I thought I’d follow up on my previous post on why one would want to use Scala with one on why you wouldn’t. I’m definitely planning to continue using it, but it would be dishonest of me to pretend it was a perfect language.

I’m not going to cover the usual ones – weak tool support, difficulty of hiring Scala programmers, etc. These are pretty standard and will be true in most ‘esoteric’ languages you care to name. They’re certainly important, but not the point of this post. I’m just going to focus on language (and implementation) issues.

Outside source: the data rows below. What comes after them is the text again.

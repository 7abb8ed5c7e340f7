use axum::{
    extract::{Request, State},
    http::header,
    middleware::Next,
    response::Response,
};

use crate::{
    error::{AppError, AppResult},
    state::AppState,
};

/// Authenticated caller, stored in request extensions by `require_auth`.
#[derive(Debug, Clone)]
pub struct CurrentUser {
    pub id: i64,
    pub username: String,
}

/// Middleware guarding a route tree behind bearer-token authentication.
///
/// The missing-header, missing-token, and bad-token cases each carry their
/// own message so clients can tell a logged-out state from a malformed
/// request. All three map to 401.
pub async fn require_auth(
    State(state): State<AppState>,
    mut request: Request,
    next: Next,
) -> AppResult<Response> {
    let header_value = request
        .headers()
        .get(header::AUTHORIZATION)
        .and_then(|value| value.to_str().ok())
        .ok_or_else(|| AppError::Auth("Authorization header missing".to_string()))?;

    let token = header_value
        .strip_prefix("Bearer ")
        .filter(|token| !token.is_empty())
        .ok_or_else(|| AppError::Auth("Bearer token missing".to_string()))?;

    let claims = state.credentials.verify_token(token)?;
    request.extensions_mut().insert(CurrentUser {
        id: claims.sub,
        username: claims.username,
    });

    Ok(next.run(request).await)
}
use std::collections::HashMap;
use std::sync::Arc;

use reqwest::{header, Client as HttpClient};
use serde::de::DeserializeOwned;

use crate::{
    config::Config,
    error::{AppError, AppResult},
    models::{
        tmdb::{TmdbGenreList, TmdbPage},
        Genre, MovieDraft,
    },
    services::{catalog::CatalogProvider, genre_cache::GenreCache, random::Randomness},
};

/// Discovery queries pick a pseudo-random page in [1, PAGE_SPREAD] so
/// repeated seeding rounds surface different movies. Intentional variety,
/// not a bug.
const PAGE_SPREAD: u32 = 5;

/// Genre label applied to trending items whose ids match no taxonomy entry.
const TRENDING_FALLBACK_GENRE: &str = "Trending";

/// Resolved TMDB credential.
///
/// The v4 read access token travels as a bearer header; the v3 key rides as
/// an `api_key` query parameter.
#[derive(Debug, Clone, PartialEq)]
pub enum Credentials {
    BearerToken(String),
    ApiKey(String),
}

impl Credentials {
    /// Prefers the read access token, falls back to the API key.
    /// Whitespace-only values count as absent.
    pub fn from_config(config: &Config) -> AppResult<Self> {
        let read_token = config
            .tmdb_read_access_token
            .as_deref()
            .map(str::trim)
            .filter(|token| !token.is_empty());
        let api_key = config
            .tmdb_api_key
            .as_deref()
            .map(str::trim)
            .filter(|key| !key.is_empty());

        if let Some(token) = read_token {
            return Ok(Credentials::BearerToken(token.to_string()));
        }
        if let Some(key) = api_key {
            return Ok(Credentials::ApiKey(key.to_string()));
        }

        Err(AppError::Configuration(
            "TMDB credentials are missing. Configure TMDB_READ_ACCESS_TOKEN or TMDB_API_KEY"
                .to_string(),
        ))
    }
}

/// TMDB-backed catalog client
pub struct TmdbCatalog {
    http_client: HttpClient,
    credentials: Credentials,
    api_url: String,
    image_base_url: String,
    genre_cache: Arc<GenreCache>,
    random: Arc<dyn Randomness>,
}

impl TmdbCatalog {
    pub fn new(
        config: &Config,
        genre_cache: Arc<GenreCache>,
        random: Arc<dyn Randomness>,
    ) -> AppResult<Self> {
        let credentials = Credentials::from_config(config)?;

        Ok(Self {
            http_client: HttpClient::new(),
            credentials,
            api_url: config.tmdb_api_url.clone(),
            image_base_url: config.tmdb_image_base_url.clone(),
            genre_cache,
            random,
        })
    }

    async fn get_json<T: DeserializeOwned>(
        &self,
        path: &str,
        params: &[(&str, String)],
    ) -> AppResult<T> {
        let url = format!("{}{}", self.api_url, path);

        let mut request = self
            .http_client
            .get(&url)
            .header(header::ACCEPT, "application/json")
            .query(params);
        request = match &self.credentials {
            Credentials::BearerToken(token) => request.bearer_auth(token),
            Credentials::ApiKey(key) => request.query(&[("api_key", key.as_str())]),
        };

        let response = request.send().await?;

        if !response.status().is_success() {
            let status = response.status();
            let body = response.text().await.unwrap_or_default();
            tracing::error!(
                path = %path,
                status = %status,
                body = %body,
                "Catalog request failed"
            );
            return Err(AppError::CatalogFetch {
                status: status.as_u16(),
                body,
            });
        }

        Ok(response.json().await?)
    }
}

#[async_trait::async_trait]
impl CatalogProvider for TmdbCatalog {
    async fn fetch_genres(&self) -> AppResult<Vec<Genre>> {
        let list: TmdbGenreList = self
            .get_json("/genre/movie/list", &[("language", "en-US".to_string())])
            .await?;

        Ok(list.genres.into_iter().map(Genre::from).collect())
    }

    async fn fetch_movies_by_genre(
        &self,
        genre: &Genre,
        limit: usize,
        min_vote_count: i64,
    ) -> AppResult<Vec<MovieDraft>> {
        let page = self.random.page(PAGE_SPREAD);
        let response: TmdbPage = self
            .get_json(
                "/discover/movie",
                &[
                    ("with_genres", genre.id.to_string()),
                    ("sort_by", "vote_average.desc".to_string()),
                    ("include_adult", "false".to_string()),
                    ("include_video", "false".to_string()),
                    ("language", "en-US".to_string()),
                    ("page", page.to_string()),
                    ("vote_count.gte", min_vote_count.to_string()),
                ],
            )
            .await?;

        let drafts = shape_discover_results(
            response,
            &genre.name,
            limit,
            min_vote_count,
            &self.image_base_url,
        );

        tracing::debug!(
            genre = %genre.name,
            page,
            drafts = drafts.len(),
            "Fetched genre discovery page"
        );

        Ok(drafts)
    }

    async fn fetch_trending(&self, limit: usize) -> AppResult<Vec<MovieDraft>> {
        let genres = self.genre_cache.get(self).await?;
        let response: TmdbPage = self
            .get_json("/trending/movie/week", &[("language", "en-US".to_string())])
            .await?;

        let drafts = shape_trending_results(response, &genres, limit, &self.image_base_url);

        tracing::debug!(drafts = drafts.len(), "Fetched trending movies");

        Ok(drafts)
    }
}

/// Filters a discovery page to well-voted items and maps them to drafts.
fn shape_discover_results(
    page: TmdbPage,
    genre_name: &str,
    limit: usize,
    min_vote_count: i64,
    image_base_url: &str,
) -> Vec<MovieDraft> {
    page.results
        .into_iter()
        .filter(|movie| {
            movie.vote_average.unwrap_or(0.0) > 0.0
                && movie.vote_count.unwrap_or(0) >= min_vote_count
        })
        .take(limit)
        .map(|movie| movie.into_draft(genre_name, image_base_url))
        .collect()
}

/// Maps trending items to drafts, labelling each with its primary genre.
fn shape_trending_results(
    page: TmdbPage,
    genres: &[Genre],
    limit: usize,
    image_base_url: &str,
) -> Vec<MovieDraft> {
    let names_by_id: HashMap<i64, &str> = genres
        .iter()
        .map(|genre| (genre.id, genre.name.as_str()))
        .collect();

    page.results
        .into_iter()
        .take(limit)
        .map(|movie| {
            let genre_name = movie
                .genre_ids
                .first()
                .and_then(|id| names_by_id.get(id).copied())
                .unwrap_or(TRENDING_FALLBACK_GENRE);
            movie.into_draft(genre_name, image_base_url)
        })
        .collect()
}

#[cfg(test)]
mod tests {
    use super::*;
    use crate::models::tmdb::TmdbMovie;

    const IMAGE_BASE: &str = "https://image.tmdb.org/t/p/w500";

    fn config_with(token: Option<&str>, key: Option<&str>) -> Config {
        Config {
            database_url: "postgres://localhost/test".to_string(),
            tmdb_read_access_token: token.map(str::to_string),
            tmdb_api_key: key.map(str::to_string),
            tmdb_api_url: "https://api.themoviedb.org/3".to_string(),
            tmdb_image_base_url: IMAGE_BASE.to_string(),
            jwt_secret: "secret".to_string(),
            host: "127.0.0.1".to_string(),
            port: 4000,
        }
    }

    fn voted_movie(id: i64, vote_average: f64, vote_count: i64) -> TmdbMovie {
        TmdbMovie {
            id,
            title: Some(format!("Movie {}", id)),
            vote_average: Some(vote_average),
            vote_count: Some(vote_count),
            ..TmdbMovie::default()
        }
    }

    #[test]
    fn test_credentials_prefer_bearer_token() {
        let config = config_with(Some("v4-token"), Some("v3-key"));
        assert_eq!(
            Credentials::from_config(&config).unwrap(),
            Credentials::BearerToken("v4-token".to_string())
        );
    }

    #[test]
    fn test_credentials_fall_back_to_api_key() {
        let config = config_with(None, Some("v3-key"));
        assert_eq!(
            Credentials::from_config(&config).unwrap(),
            Credentials::ApiKey("v3-key".to_string())
        );
    }

    #[test]
    fn test_credentials_blank_token_counts_as_absent() {
        let config = config_with(Some("   "), Some("v3-key"));
        assert_eq!(
            Credentials::from_config(&config).unwrap(),
            Credentials::ApiKey("v3-key".to_string())
        );
    }

    #[test]
    fn test_credentials_missing_is_configuration_error() {
        let config = config_with(None, None);
        let result = Credentials::from_config(&config);
        assert!(matches!(result, Err(AppError::Configuration(_))));
    }

    #[test]
    fn test_shape_discover_filters_low_vote_counts() {
        let page = TmdbPage {
            results: vec![
                voted_movie(1, 8.2, 1000),
                voted_movie(2, 9.0, 50),
                voted_movie(3, 7.4, 200),
            ],
        };

        let drafts = shape_discover_results(page, "Action", 10, 200, IMAGE_BASE);

        let ids: Vec<i64> = drafts.iter().map(|d| d.tmdb_id).collect();
        assert_eq!(ids, vec![1, 3]);
        assert!(drafts.iter().all(|d| d.genre == "Action"));
    }

    #[test]
    fn test_shape_discover_drops_zero_vote_average() {
        let page = TmdbPage {
            results: vec![voted_movie(1, 0.0, 5000), voted_movie(2, 6.1, 5000)],
        };

        let drafts = shape_discover_results(page, "Drama", 10, 200, IMAGE_BASE);

        assert_eq!(drafts.len(), 1);
        assert_eq!(drafts[0].tmdb_id, 2);
    }

    #[test]
    fn test_shape_discover_truncates_to_limit() {
        let page = TmdbPage {
            results: (1..=10).map(|id| voted_movie(id, 8.0, 500)).collect(),
        };

        let drafts = shape_discover_results(page, "Action", 4, 200, IMAGE_BASE);

        assert_eq!(drafts.len(), 4);
    }

    #[test]
    fn test_shape_trending_labels_primary_genre() {
        let genres = vec![
            Genre {
                id: 28,
                name: "Action".to_string(),
            },
            Genre {
                id: 18,
                name: "Drama".to_string(),
            },
        ];
        let mut known = voted_movie(1, 7.0, 100);
        known.genre_ids = vec![18, 28];
        let mut unknown = voted_movie(2, 6.0, 100);
        unknown.genre_ids = vec![999];
        let unlabelled = voted_movie(3, 5.0, 100);

        let page = TmdbPage {
            results: vec![known, unknown, unlabelled],
        };
        let drafts = shape_trending_results(page, &genres, 10, IMAGE_BASE);

        assert_eq!(drafts[0].genre, "Drama");
        assert_eq!(drafts[1].genre, "Trending");
        assert_eq!(drafts[2].genre, "Trending");
    }

    #[test]
    fn test_shape_trending_truncates_to_limit() {
        let page = TmdbPage {
            results: (1..=30).map(|id| voted_movie(id, 7.0, 100)).collect(),
        };

        let drafts = shape_trending_results(page, &[], 20, IMAGE_BASE);

        assert_eq!(drafts.len(), 20);
    }
}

#### You’re looking for a functional language

Scala is not a functional programming language. It has pretensions of being so, and it has adequate support for functional programming, but it only goes so far. It’s got better support for functional programming than C#, Ruby, etc. but if you compare its functional aspects to ML, Haskell, OCaml, etc. you’ll find it sadly lacking. Problems include:

• Its pattern matching is really rather cumbersome.
• An annoying distinction between methods and functions. Scala’s first class functions are really no more than a small amount of syntactic sugar around its objects. Because Scala’s scoping is sane this isn’t particularly an issue, but it occasionally shows up.
• The handling of multiple arguments is annoying. It doesn’t have the pleasant feature of Haskell or ML that every function has a single argument (multiple arguments are encoded as either tuples or via currying). Admittedly this isn’t a prerequisite of a functional language – e.g. Scheme doesn’t do it – but it’s a very big deal in terms of typing and adds a nice consistency to the language. I’m not aware of any statically typed functional languages which *don’t* do this (although the emphasis between tupling and currying varies from language to language).
• Almost no tail call elimination worth mentioning. A very small subset of tail calls (basically self tail calls – the ones you can obviously turn into loops) are eliminated. This is more the JVM’s fault than Scala’s, but Martin Odersky himself has shown that you can do better (although admittedly it comes with a performance hit).
• The type inference is embarrassingly weak. e.g. recursive methods won’t have their return type inferred. Even what type inference is there is less than reliable.

#### Compiler stability

The compiler is buggy. It’s not as buggy as I sometimes get the impression it is – I’ve definitely claimed a few things to be bugs which turned out to be me misunderstanding features – but it’s buggy enough that you’ll definitely run into issues. They’re rarely blockers (although sometimes they are. Jan Kristen has run into a few with his recent experiments with wicket + scala), but more importantly the bugginess means you really can’t trust the compiler as much as you’d like to. When something goes wrong it’s not always certain whether it’s your fault or the compiler’s. This is a big deal when one of the selling points is supposed to be a type system which helps you catch a wide class of errors.

#### Language consistency

The language has a lot of edge cases. These can be really difficult to wrap your head around, and can be really annoying to remember.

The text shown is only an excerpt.